The science of sperm
Unlike women, who are born with all the eggs they’ll ever have, men don’t even begin to produce sperm until they reach puberty. A man’s testes are where sperm cells are created. These young sperm cells then travel into an area of tightly coiled tubes just above the testes, called the “epididymis”. They stay here until they’ve matured.
This whole process takes about 70 days to complete, and happens continuously throughout a man fertile life.
When the sperm cells are mature, some of them mix with seminal fluid (produced by a man’s prostate) to create semen. Semen can then be released from the man’s penis into your vagina.
Once sperm are in your vagina, they’ll swim up through your cervix and uterus. Neat fact: if there’s an egg present, they’ll pick up the egg’s chemical scent to figure out with of the two fallopian tubes the egg is in!
If there’s no egg, the sperm can live in the woman’s body for up to five days, waiting for an egg.
When the sperm and egg finally meet, the sperm will compete to be first to penetrate the egg’s outer layer. Once inside, the egg will unravel the winning sperm’s densely packed DNA and begin to fuse the genetic material with its own.
Mission completed, the fertilized egg then travels into the uterus to implant!
The most successful sperm have two qualities: they’re great swimmers, and there’s a whole lot of them!
But don’t worry: sperm that only have one of those qualities can still fertilize an egg. (For example, if there’s a huge amount of not-so-great swimmers, or a small amount of terrific swimmers).
10 easy ways to help your sperm
- Avoid excessive heat, like hot tubs or saunas.
- Limit coffee to one or two cups per day.
- Don’t smoke or do drugs, even marijuana. Marijuana can affect your sperm for over two weeks!
- Don’t drink more than two ounces of alcohol twice per week. Alcohol is a male reproductive tract toxin, and it’s associated with a decrease in the percentage of normal sperm.
- Maintain good eating habits. Fresh fruits, leafy vegetables, and red meat (if possible) can help.
- Exercise regularly and moderately (don’t go on any crazy diets).
- Antidepressants may decrease sperm counts, so if you’re taking them, don’t worry if it takes a little longer to get pregnant. Be patient.
- Be aware of sexual problems and don’t be afraid to ask for medical help. It’s nothing your doctor hasn’t seen before.
- Be in good emotional shape. If you’re struggling with feelings of stress, insecurity, or other problems, don’t wait to ask for help!

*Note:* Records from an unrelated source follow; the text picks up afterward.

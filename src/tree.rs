//! The virtual node arena and the splicing primitives operating on it.
//!
//! All parent/child/sibling links are [`NodeId`]s into one [`Tree`].
//! Every mutation below keeps the four-pointer invariant intact:
//! if `a.next_sibling == b` then `b.prev_sibling == a`,
//! and a node without previous sibling is its parent's `first_child` (likewise for `last_child`).

use crate::{
	error::{fatal, TreeDefect, Violation},
	host::{HostId, Listener},
};
use core::{
	convert::TryFrom,
	fmt::{self, Debug, Formatter},
	ops::{Index, IndexMut},
};
use hashbrown::HashSet;

/// Index of a [`VirtualNode`] in its [`Tree`].
///
/// The generation makes ids of released nodes permanently invalid, even after their slot is reused.
#[derive(Debug, Clone, Copy, PartialEq, Eq, Hash)]
pub struct NodeId {
	index: u32,
	generation: u32,
}

#[derive(Debug, Clone, PartialEq, Eq)]
pub struct Attribute {
	pub name: String,
	pub value: String,
}

#[derive(Debug, Clone, PartialEq, Eq)]
pub enum NodeKind {
	Element { tag: String, attributes: Vec<Attribute> },
	Text(String),
}

/// An event name and the handler that is attached for it on materialization.
#[derive(Clone)]
pub struct EventRecord {
	pub name: String,
	pub handler: Listener,
}
impl EventRecord {
	pub fn new(name: impl Into<String>, handler: Listener) -> Self {
		Self { name: name.into(), handler }
	}
}
impl Debug for EventRecord {
	fn fmt(&self, f: &mut Formatter<'_>) -> fmt::Result {
		f.debug_struct("EventRecord").field("name", &self.name).finish_non_exhaustive()
	}
}

#[derive(Debug)]
pub struct VirtualNode {
	pub(crate) kind: NodeKind,
	pub(crate) events: Vec<EventRecord>,
	pub(crate) parent: Option<NodeId>,
	pub(crate) first_child: Option<NodeId>,
	pub(crate) last_child: Option<NodeId>,
	pub(crate) prev_sibling: Option<NodeId>,
	pub(crate) next_sibling: Option<NodeId>,
	pub(crate) host: Option<HostId>,
}
impl VirtualNode {
	fn new(kind: NodeKind) -> Self {
		Self {
			kind,
			events: Vec::new(),
			parent: None,
			first_child: None,
			last_child: None,
			prev_sibling: None,
			next_sibling: None,
			host: None,
		}
	}

	#[must_use]
	pub fn kind(&self) -> &NodeKind {
		&self.kind
	}

	/// The tag name, for elements.
	#[must_use]
	pub fn tag(&self) -> Option<&str> {
		match &self.kind {
			NodeKind::Element { tag, .. } => Some(tag),
			NodeKind::Text(_) => None,
		}
	}

	/// The literal text, for text nodes.
	#[must_use]
	pub fn text(&self) -> Option<&str> {
		match &self.kind {
			NodeKind::Text(text) => Some(text),
			NodeKind::Element { .. } => None,
		}
	}

	/// Attributes in document order. Always empty for text nodes.
	#[must_use]
	pub fn attributes(&self) -> &[Attribute] {
		match &self.kind {
			NodeKind::Element { attributes, .. } => attributes,
			NodeKind::Text(_) => &[],
		}
	}

	#[must_use]
	pub fn attribute(&self, name: &str) -> Option<&str> {
		self.attributes().iter().find(|a| a.name == name).map(|a| a.value.as_str())
	}

	pub(crate) fn take_attribute(&mut self, index: usize) -> Option<Attribute> {
		match &mut self.kind {
			NodeKind::Element { attributes, .. } if index < attributes.len() => Some(attributes.remove(index)),
			_ => None,
		}
	}

	/// Bound events in attachment order.
	#[must_use]
	pub fn events(&self) -> &[EventRecord] {
		&self.events
	}

	#[must_use]
	pub fn parent(&self) -> Option<NodeId> {
		self.parent
	}
	#[must_use]
	pub fn first_child(&self) -> Option<NodeId> {
		self.first_child
	}
	#[must_use]
	pub fn last_child(&self) -> Option<NodeId> {
		self.last_child
	}
	#[must_use]
	pub fn prev_sibling(&self) -> Option<NodeId> {
		self.prev_sibling
	}
	#[must_use]
	pub fn next_sibling(&self) -> Option<NodeId> {
		self.next_sibling
	}

	/// The materialized counterpart, if any.
	#[must_use]
	pub fn host(&self) -> Option<HostId> {
		self.host
	}
}

#[derive(Debug)]
struct Slot {
	generation: u32,
	node: Option<VirtualNode>,
}

/// Arena owning every [`VirtualNode`] of a runtime.
#[derive(Debug, Default)]
pub struct Tree {
	slots: Vec<Slot>,
	free: Vec<u32>,
	live: usize,
}

impl Tree {
	#[must_use]
	pub fn new() -> Self {
		Self::default()
	}

	/// Number of live nodes.
	#[must_use]
	pub fn len(&self) -> usize {
		self.live
	}

	#[must_use]
	pub fn is_empty(&self) -> bool {
		self.live == 0
	}

	fn alloc(&mut self, node: VirtualNode) -> NodeId {
		self.live += 1;
		if let Some(index) = self.free.pop() {
			let slot = &mut self.slots[index as usize];
			slot.node = Some(node);
			NodeId { index, generation: slot.generation }
		} else {
			let index = u32::try_from(self.slots.len()).expect("more than u32::MAX virtual nodes");
			self.slots.push(Slot { generation: 0, node: Some(node) });
			NodeId { index, generation: 0 }
		}
	}

	pub fn create_element(&mut self, tag: impl Into<String>, attributes: Vec<Attribute>) -> NodeId {
		self.alloc(VirtualNode::new(NodeKind::Element { tag: tag.into(), attributes }))
	}

	pub fn create_text(&mut self, text: impl Into<String>) -> NodeId {
		self.alloc(VirtualNode::new(NodeKind::Text(text.into())))
	}

	#[must_use]
	pub fn get(&self, id: NodeId) -> Option<&VirtualNode> {
		self.slots
			.get(id.index as usize)
			.filter(|slot| slot.generation == id.generation)
			.and_then(|slot| slot.node.as_ref())
	}

	pub fn get_mut(&mut self, id: NodeId) -> Option<&mut VirtualNode> {
		self.slots
			.get_mut(id.index as usize)
			.filter(|slot| slot.generation == id.generation)
			.and_then(|slot| slot.node.as_mut())
	}

	#[must_use]
	pub fn contains(&self, id: NodeId) -> bool {
		self.get(id).is_some()
	}

	/// Iterates the direct children of `parent` in order.
	#[must_use]
	pub fn children(&self, parent: NodeId) -> Children<'_> {
		Children { tree: self, next: self[parent].first_child }
	}

	/// `root` and all its descendants, depth-first in document order.
	#[must_use]
	pub fn descendants(&self, root: NodeId) -> Vec<NodeId> {
		let mut order = Vec::new();
		let mut stack = vec![root];
		while let Some(id) = stack.pop() {
			order.push(id);
			let first = stack.len();
			stack.extend(self.children(id));
			stack[first..].reverse();
		}
		order
	}

	pub fn append_child(&mut self, parent: NodeId, child: NodeId) {
		let last = self[parent].last_child;
		self.move_run(Some(parent), last, None, &[child]);
	}

	/// Replaces `anchor` with the sibling run `subtree`, in order.
	///
	/// Covers an anchor with both neighbours (`prev → first(subtree)`, `last(subtree) → next`),
	/// with none (the subtree becomes the parent's whole child list)
	/// and with exactly one (the parent's `first_child` or `last_child` takes over the missing side).
	/// An empty `subtree` simply removes `anchor` and closes the gap.
	///
	/// `anchor` ends up unlinked but still allocated.
	pub fn splice(&mut self, subtree: &[NodeId], anchor: NodeId) {
		let (parent, prev, next) = {
			let anchor = &self[anchor];
			(anchor.parent, anchor.prev_sibling, anchor.next_sibling)
		};
		self.isolate(anchor);
		self.move_run(parent, prev, next, subtree);
	}

	/// Links `nodes` in as the next siblings of `after`.
	pub fn insert_after(&mut self, nodes: &[NodeId], after: NodeId) {
		let (parent, next) = (self[after].parent, self[after].next_sibling);
		self.move_run(parent, Some(after), next, nodes);
	}

	/// Links `nodes` in as the previous siblings of `before`.
	pub fn insert_before(&mut self, nodes: &[NodeId], before: NodeId) {
		let (parent, prev) = (self[before].parent, self[before].prev_sibling);
		self.move_run(parent, prev, Some(before), nodes);
	}

	/// Unlinks `node` from its parent and siblings. Its own subtree stays attached to it.
	pub fn detach(&mut self, node: NodeId) {
		let (parent, prev, next) = {
			let node = &self[node];
			(node.parent, node.prev_sibling, node.next_sibling)
		};
		if parent.is_none() && prev.is_none() && next.is_none() {
			return;
		}
		self.isolate(node);
		self.link(parent, prev, next, &[]);
	}

	/// Detaches and frees `node` with its whole subtree.
	///
	/// Returns the host handles that were bound in the freed subtree, in document order.
	pub fn release(&mut self, node: NodeId) -> Vec<HostId> {
		self.detach(node);
		let mut hosts = Vec::new();
		for id in self.descendants(node) {
			let slot = &mut self.slots[id.index as usize];
			if let Some(host) = slot.node.take().and_then(|node| node.host) {
				hosts.push(host);
			}
			slot.generation = slot.generation.wrapping_add(1);
			self.free.push(id.index);
			self.live -= 1;
		}
		hosts
	}

	/// First element named `tag` in depth-first order below (and including) `root`.
	#[must_use]
	pub fn find_element(&self, root: NodeId, tag: &str) -> Option<NodeId> {
		self.descendants(root).into_iter().find(|&id| self[id].tag() == Some(tag))
	}

	/// First attribute whose name starts with `prefix`, as (element, attribute index).
	#[must_use]
	pub fn find_attribute(&self, root: NodeId, prefix: &str) -> Option<(NodeId, usize)> {
		self.descendants(root).into_iter().find_map(|id| self[id].attributes().iter().position(|a| a.name.starts_with(prefix)).map(|i| (id, i)))
	}

	/// Trimmed data of `node`'s first child, if that is a text node.
	#[must_use]
	pub fn text_content(&self, node: NodeId) -> &str {
		self[node].first_child.and_then(|child| self[child].text()).map_or("", str::trim)
	}

	/// Verifies the four-pointer invariant and acyclicity of the subtree at `root`.
	///
	/// # Errors
	///
	/// The first defect found, depth-first.
	pub fn check(&self, root: NodeId) -> Result<(), TreeDefect> {
		let mut seen = HashSet::new();
		let mut stack = vec![root];
		while let Some(parent) = stack.pop() {
			if !seen.insert(parent) {
				return Err(TreeDefect::Cycle(parent));
			}
			let node = self.get(parent).ok_or(TreeDefect::Dead(parent))?;
			let mut previous = None;
			let mut cursor = node.first_child;
			while let Some(child) = cursor {
				let child_node = self.get(child).ok_or(TreeDefect::Dead(child))?;
				if child_node.parent != Some(parent) {
					return Err(TreeDefect::WrongParent { parent, child, found: child_node.parent });
				}
				if child_node.prev_sibling != previous {
					return Err(TreeDefect::WrongPrevious { node: child, expected: previous, found: child_node.prev_sibling });
				}
				stack.push(child);
				previous = Some(child);
				cursor = child_node.next_sibling;
				if seen.contains(&child) {
					return Err(TreeDefect::Cycle(child));
				}
			}
			if node.last_child != previous {
				return Err(TreeDefect::WrongLast { parent, expected: previous, found: node.last_child });
			}
		}
		Ok(())
	}

	/// Clears `node`'s own links without touching its neighbours.
	fn isolate(&mut self, node: NodeId) {
		let node = &mut self[node];
		node.parent = None;
		node.prev_sibling = None;
		node.next_sibling = None;
	}

	/// Detaches every node of `run` from wherever it is and links the run between `prev` and `next` below `parent`.
	fn move_run(&mut self, parent: Option<NodeId>, prev: Option<NodeId>, next: Option<NodeId>, run: &[NodeId]) {
		for &id in run {
			debug_assert!(Some(id) != prev && Some(id) != next, "node moved next to itself");
			self.detach(id);
		}
		self.link(parent, prev, next, run);
	}

	/// `prev` and `next` must be adjacent children of `parent` (or the respective ends of its child list).
	fn link(&mut self, parent: Option<NodeId>, prev: Option<NodeId>, next: Option<NodeId>, run: &[NodeId]) {
		for pair in run.windows(2) {
			self[pair[0]].next_sibling = Some(pair[1]);
			self[pair[1]].prev_sibling = Some(pair[0]);
		}
		for &id in run {
			self[id].parent = parent;
		}
		if let (Some(&first), Some(&last)) = (run.first(), run.last()) {
			self[first].prev_sibling = prev;
			self[last].next_sibling = next;
		}

		let head = run.first().copied().or(next);
		let tail = run.last().copied().or(prev);
		match prev {
			Some(prev) => self[prev].next_sibling = head,
			None => {
				if let Some(parent) = parent {
					self[parent].first_child = head;
				}
			}
		}
		match next {
			Some(next) => self[next].prev_sibling = tail,
			None => {
				if let Some(parent) = parent {
					self[parent].last_child = tail;
				}
			}
		}
	}
}

impl Index<NodeId> for Tree {
	type Output = VirtualNode;

	#[track_caller]
	fn index(&self, id: NodeId) -> &Self::Output {
		self.get(id).unwrap_or_else(|| fatal(Violation::StaleNode(id)))
	}
}

impl IndexMut<NodeId> for Tree {
	#[track_caller]
	fn index_mut(&mut self, id: NodeId) -> &mut Self::Output {
		self.get_mut(id).unwrap_or_else(|| fatal(Violation::StaleNode(id)))
	}
}

/// See [`Tree::children`].
#[derive(Debug, Clone)]
pub struct Children<'a> {
	tree: &'a Tree,
	next: Option<NodeId>,
}
impl<'a> Iterator for Children<'a> {
	type Item = NodeId;

	fn next(&mut self) -> Option<Self::Item> {
		let current = self.next?;
		self.next = self.tree[current].next_sibling;
		Some(current)
	}
}

/// The result of building or generating a render: a synthetic container `root` and its children.
#[derive(Debug, Clone, PartialEq, Eq)]
pub struct Fragment {
	pub root: NodeId,
	pub nodes: Vec<NodeId>,
}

Talk to someone who supports you, or find a therapist you like.
- Educate yourself about health and reproduction.
Remember that the most successful sperm have two qualities: they’re great swimmers, and there’s a whole lot of them! But if you have a small number of great swimmers – or a large number of weak swimmers – it’s still very possible to get pregnant.
Low sperm count
A low sperm count is a common problem, and it isn’t necessarily serious. The prognosis is generally pretty good, and natural pregnancy is quite often possible.

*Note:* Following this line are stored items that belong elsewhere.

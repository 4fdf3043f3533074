//! A small directive language for component templates.
//!
//! Literal text passes through unchanged. Actions are enclosed in `{{` and `}}`:
//!
//! - `{{.Field}}` interpolates a field as HTML-escaped text,
//! - `{{if <arg>}}`, `{{else}}` and `{{end}}` select output by truthiness,
//! - `{{render <arg>}}` emits component markers,
//! - `{{bind "Field"}}` and `{{on "event" "Handler"}}` emit marker attributes,
//! - `{{classIf "class" <arg>}}` emits `" class"` iff `<arg>` is truthy.
//!
//! Arguments are double-quoted strings (with `\"` and `\\` escapes), `true`, `false`, integers or `.Field` references.

use crate::{
	component::Value,
	error::{ExpandError, TemplateError},
};
use tracing::trace;

/// What actions resolve against while expanding.
pub trait Directives {
	/// # Errors
	///
	/// Iff there is no field called `name`.
	fn field(&self, name: &str) -> Result<Value, TemplateError>;

	/// Registers nested components and returns their markers.
	fn render(&mut self, value: Value) -> String;

	/// # Errors
	///
	/// Iff there is no field called `field`.
	fn bind(&mut self, field: &str) -> Result<String, TemplateError>;

	/// # Errors
	///
	/// Iff there is no handler called `handler`.
	fn on(&mut self, event: &str, handler: &str) -> Result<String, TemplateError>;
}

/// `" "` followed by the trimmed `class` iff `condition`, otherwise the empty string.
#[must_use]
pub fn class_if(class: &str, condition: bool) -> String {
	if condition {
		format!(" {}", class.trim())
	} else {
		String::new()
	}
}

/// Replaces `&`, `<`, `>`, `"` and `'` with character references.
#[must_use]
pub fn escape(text: &str) -> String {
	let mut escaped = String::with_capacity(text.len());
	for c in text.chars() {
		match c {
			'&' => escaped.push_str("&amp;"),
			'<' => escaped.push_str("&lt;"),
			'>' => escaped.push_str("&gt;"),
			'"' => escaped.push_str("&#34;"),
			'\'' => escaped.push_str("&#39;"),
			c => escaped.push(c),
		}
	}
	escaped
}

#[derive(Debug, Clone, PartialEq, Eq)]
enum Token {
	Str(String),
	Word(String),
}

struct Branch {
	/// Whether the enclosing context emits output.
	outer: bool,
	condition: bool,
	in_else: bool,
}
impl Branch {
	fn active(&self) -> bool {
		self.outer && (self.condition != self.in_else)
	}
}

/// Expands `source` against `directives`.
///
/// # Errors
///
/// On the first malformed or unresolvable action.
/// Expansion stops there; [`ExpandError::partial`] contains the output produced up to that point.
pub fn expand(source: &str, directives: &mut dyn Directives) -> Result<String, ExpandError> {
	let mut output = String::with_capacity(source.len());
	match expand_into(source, directives, &mut output) {
		Ok(()) => Ok(output),
		Err(source) => Err(ExpandError { partial: output, source }),
	}
}

fn expand_into(source: &str, directives: &mut dyn Directives, output: &mut String) -> Result<(), TemplateError> {
	let mut branches: Vec<Branch> = Vec::new();
	let mut rest = source;
	let mut offset = 0;
	while let Some(start) = rest.find("{{") {
		if active(&branches) {
			output.push_str(&rest[..start]);
		}
		let action_offset = offset + start;
		let after = &rest[start + 2..];
		let end = after.find("}}").ok_or(TemplateError::Unterminated { offset: action_offset })?;
		let tokens = tokenize(after[..end].trim())?;
		rest = &after[end + 2..];
		offset = action_offset + 2 + end + 2;

		let (head, args) = match tokens.split_first() {
			Some((Token::Word(head), args)) => (head.as_str(), args),
			Some((Token::Str(_), _)) => return Err(TemplateError::UnknownFunction("(string literal)".to_owned())),
			None => return Err(TemplateError::EmptyAction { offset: action_offset }),
		};
		trace!(action = head, args = args.len(), "Expanding action.");

		match head {
			"if" => {
				arity("if", args, 1)?;
				let outer = active(&branches);
				let condition = outer && evaluate(&args[0], &*directives)?.is_truthy();
				branches.push(Branch { outer, condition, in_else: false });
			}
			"else" => {
				arity("else", args, 0)?;
				match branches.last_mut() {
					Some(branch) if !branch.in_else => branch.in_else = true,
					_ => return Err(TemplateError::Unbalanced("else")),
				}
			}
			"end" => {
				arity("end", args, 0)?;
				branches.pop().ok_or(TemplateError::Unbalanced("end"))?;
			}
			_ if !active(&branches) => (),
			"render" => {
				arity("render", args, 1)?;
				let value = evaluate(&args[0], &*directives)?;
				output.push_str(&directives.render(value));
			}
			"bind" => {
				arity("bind", args, 1)?;
				let field = string_argument("bind", args, 0)?;
				output.push_str(&directives.bind(field)?);
			}
			"on" => {
				arity("on", args, 2)?;
				let event = string_argument("on", args, 0)?;
				let handler = string_argument("on", args, 1)?;
				output.push_str(&directives.on(event, handler)?);
			}
			"classIf" => {
				arity("classIf", args, 2)?;
				let class = string_argument("classIf", args, 0)?;
				let condition = evaluate(&args[1], &*directives)?.is_truthy();
				output.push_str(&class_if(class, condition));
			}
			field if field.starts_with('.') => {
				if !args.is_empty() {
					return Err(TemplateError::Arity { function: "interpolation", expected: 0, found: args.len() });
				}
				let name = &field[1..];
				let text = directives.field(name)?.to_text().ok_or_else(|| TemplateError::NotText(name.to_owned()))?;
				output.push_str(&escape(&text));
			}
			unknown => return Err(TemplateError::UnknownFunction(unknown.to_owned())),
		}
	}

	if !branches.is_empty() {
		return Err(TemplateError::UnclosedIf);
	}
	output.push_str(rest);
	Ok(())
}

fn active(branches: &[Branch]) -> bool {
	branches.last().map_or(true, Branch::active)
}

fn arity(function: &'static str, args: &[Token], expected: usize) -> Result<(), TemplateError> {
	if args.len() == expected {
		Ok(())
	} else {
		Err(TemplateError::Arity { function, expected, found: args.len() })
	}
}

fn string_argument<'a>(function: &'static str, args: &'a [Token], index: usize) -> Result<&'a str, TemplateError> {
	match &args[index] {
		Token::Str(s) => Ok(s),
		Token::Word(_) => Err(TemplateError::ExpectedString { function, position: index + 1 }),
	}
}

fn evaluate(token: &Token, directives: &dyn Directives) -> Result<Value, TemplateError> {
	match token {
		Token::Str(s) => Ok(Value::Text(s.clone())),
		Token::Word(word) => match word.as_str() {
			"true" => Ok(Value::Bool(true)),
			"false" => Ok(Value::Bool(false)),
			field if field.starts_with('.') && field.len() > 1 => directives.field(&field[1..]),
			other => other.parse().map(Value::Int).map_err(|_| TemplateError::BadArgument(other.to_owned())),
		},
	}
}

fn tokenize(action: &str) -> Result<Vec<Token>, TemplateError> {
	let mut tokens = Vec::new();
	let mut chars = action.chars().peekable();
	while let Some(&c) = chars.peek() {
		if c.is_whitespace() {
			chars.next();
		} else if c == '"' {
			chars.next();
			let mut s = String::new();
			loop {
				match chars.next() {
					Some('"') => break,
					Some('\\') => match chars.next() {
						Some(escaped @ ('"' | '\\')) => s.push(escaped),
						Some('n') => s.push('\n'),
						Some(other) => return Err(TemplateError::BadArgument(format!("\\{}", other))),
						None => return Err(TemplateError::BadArgument(format!("\"{}", s))),
					},
					Some(c) => s.push(c),
					None => return Err(TemplateError::BadArgument(format!("\"{}", s))),
				}
			}
			tokens.push(Token::Str(s));
		} else {
			let mut word = String::new();
			while let Some(&c) = chars.peek() {
				if c.is_whitespace() || c == '"' {
					break;
				}
				word.push(c);
				chars.next();
			}
			tokens.push(Token::Word(word));
		}
	}
	Ok(tokens)
}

Why? Because a low sperm count means, of course, that there are still sperm present. Sperm are generally present in the millions, or at least the thousands. And it only takes one to get pregnant.

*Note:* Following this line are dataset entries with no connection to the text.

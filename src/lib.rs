//! BizSmart is the finance core of a small-business dashboard.
//!
//! This library keeps a session's transaction ledger in memory, answers the
//! dashboard's filter/sort/aggregate queries with pure functions, and drives
//! the two AI features built on top of the ledger: monthly insight reports
//! and a chat assistant that can pull transaction data through a tool call.

#![warn(missing_docs)]

use time::Date;

pub mod assistant;
pub mod dashboard;
pub mod insight;
pub mod prompt;
pub mod transaction;

/// The errors that may occur in the application.
#[derive(Debug, Clone, thiserror::Error, PartialEq)]
pub enum Error {
    /// A zero or negative amount was used to create an entry.
    ///
    /// Amounts are stored positive; direction comes from the transaction
    /// type, so a non-positive amount has no meaning.
    #[error("the amount must be greater than zero, got {0}")]
    NonPositiveAmount(f64),

    /// An entry description was outside the accepted length range.
    ///
    /// Length is measured in graphemes so multi-byte text is not penalised.
    #[error("the description must be between 2 and 100 characters, got {0}")]
    DescriptionLength(usize),

    /// A date in the future was used to create an entry.
    ///
    /// Transactions record events that have already happened, therefore
    /// future dates are not allowed.
    #[error("{0} is a date in the future, which is not allowed")]
    FutureDate(Date),

    /// An income or expense entry was created without a category.
    #[error("a category is required for income and expense entries")]
    MissingCategory,

    /// An income or expense entry was created without an account.
    #[error("an account is required for income and expense entries")]
    MissingAccount,

    /// A transfer entry was missing its source or destination account.
    #[error("both a source and a destination account are required for a transfer")]
    MissingTransferAccount,

    /// A transfer entry named the same account on both sides.
    #[error("cannot transfer from the account \"{0}\" to itself")]
    SameTransferAccount(String),

    /// A report month string could not be parsed.
    #[error("could not parse \"{0}\" as a report month, expected YYYY-MM")]
    InvalidMonth(String),

    /// Could not acquire the transaction store lock.
    #[error("could not acquire the transaction store lock")]
    StoreLock,

    /// The prompt service was configured with unusable settings, such as a
    /// missing API key.
    #[error("invalid prompt service configuration: {0}")]
    PromptConfig(String),

    /// The prompt service could not be reached, or the request timed out.
    #[error("could not reach the prompt service: {0}")]
    PromptTransport(String),

    /// The prompt service answered with a non-success HTTP status.
    #[error("the prompt service returned status {status}: {message}")]
    PromptStatus {
        /// The HTTP status code of the response.
        status: u16,
        /// A snippet of the response body for debugging.
        message: String,
    },

    /// The prompt service produced output that did not match the expected
    /// schema.
    ///
    /// Insight reports are parsed all-or-nothing, so this error never comes
    /// with partially populated fields.
    #[error("the prompt service response did not match the expected schema: {0}")]
    PromptSchema(String),

    /// The model kept requesting tool calls past the configured limit.
    #[error("the prompt service exceeded {0} tool call rounds")]
    ToolRoundsExceeded(usize),

    /// The model requested a tool this crate does not provide.
    #[error("the model requested an unknown tool: {0}")]
    UnknownTool(String),
}

impl From<reqwest::Error> for Error {
    fn from(value: reqwest::Error) -> Self {
        if value.is_timeout() {
            return Error::PromptTransport(format!("the request timed out: {value}"));
        }

        Error::PromptTransport(value.to_string())
    }
}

So it’s reasonable to remain hopeful that sperm will ultimately enter the egg. Just, perhaps, not the first egg. Or the second. If it’s been six to twelve eggs (6-12 months of trying) with no other causes for subfertility, then it’s safe to conclude the low sperm count is playing a role.
Why might this be happening? Common causes of low sperm count are hormonal issues, autoimmune issues, lifestyle choices like marijuana or smoking, varicoceles (dilated veins that heat up the stem cells in the testes), or injury.
Sometimes we can reverse low sperm counts. But sometimes we can’t, and counts remain low. You could try inseminations of sperm (also known as a “sperm wash”), but the success rates are often limited. The best success rates come from IVF with ICSI, when sperm are placed within the eggs.
Nobody wants to leap into IVF/ICSI. However, there’s good news: if the eggs are good, if your partner is healthy and her uterine structure is normal, and if the DNA inside your sperm are consistent with a healthy pregnancy, then you’ll have an excellent chance at pregnancy with IVF/ISCI. Low sperm counts are a frustration, yes—but they aren’t a hopeless fertility problem by themselves.
No sperm at all
A more serious problem is when there’s no sperm in the man’s semen at all. That’s a condition called “azoospermia”. This can be caused by a tube being blocked, or problems with the production of the sperm itself.
If it’s a blocked tube, it’s usually on purpose (when a man has a vasectomy procedure). However, it can be caused unknowingly by other surgeries or infections, and is associated with carriers of cystic fibrosis.
The good news is that tubal obstruction is often repairable through surgery, and the prognosis is typically good!
If it’s a sperm production problem, it’s more complicated and the prognosis is usually less promising.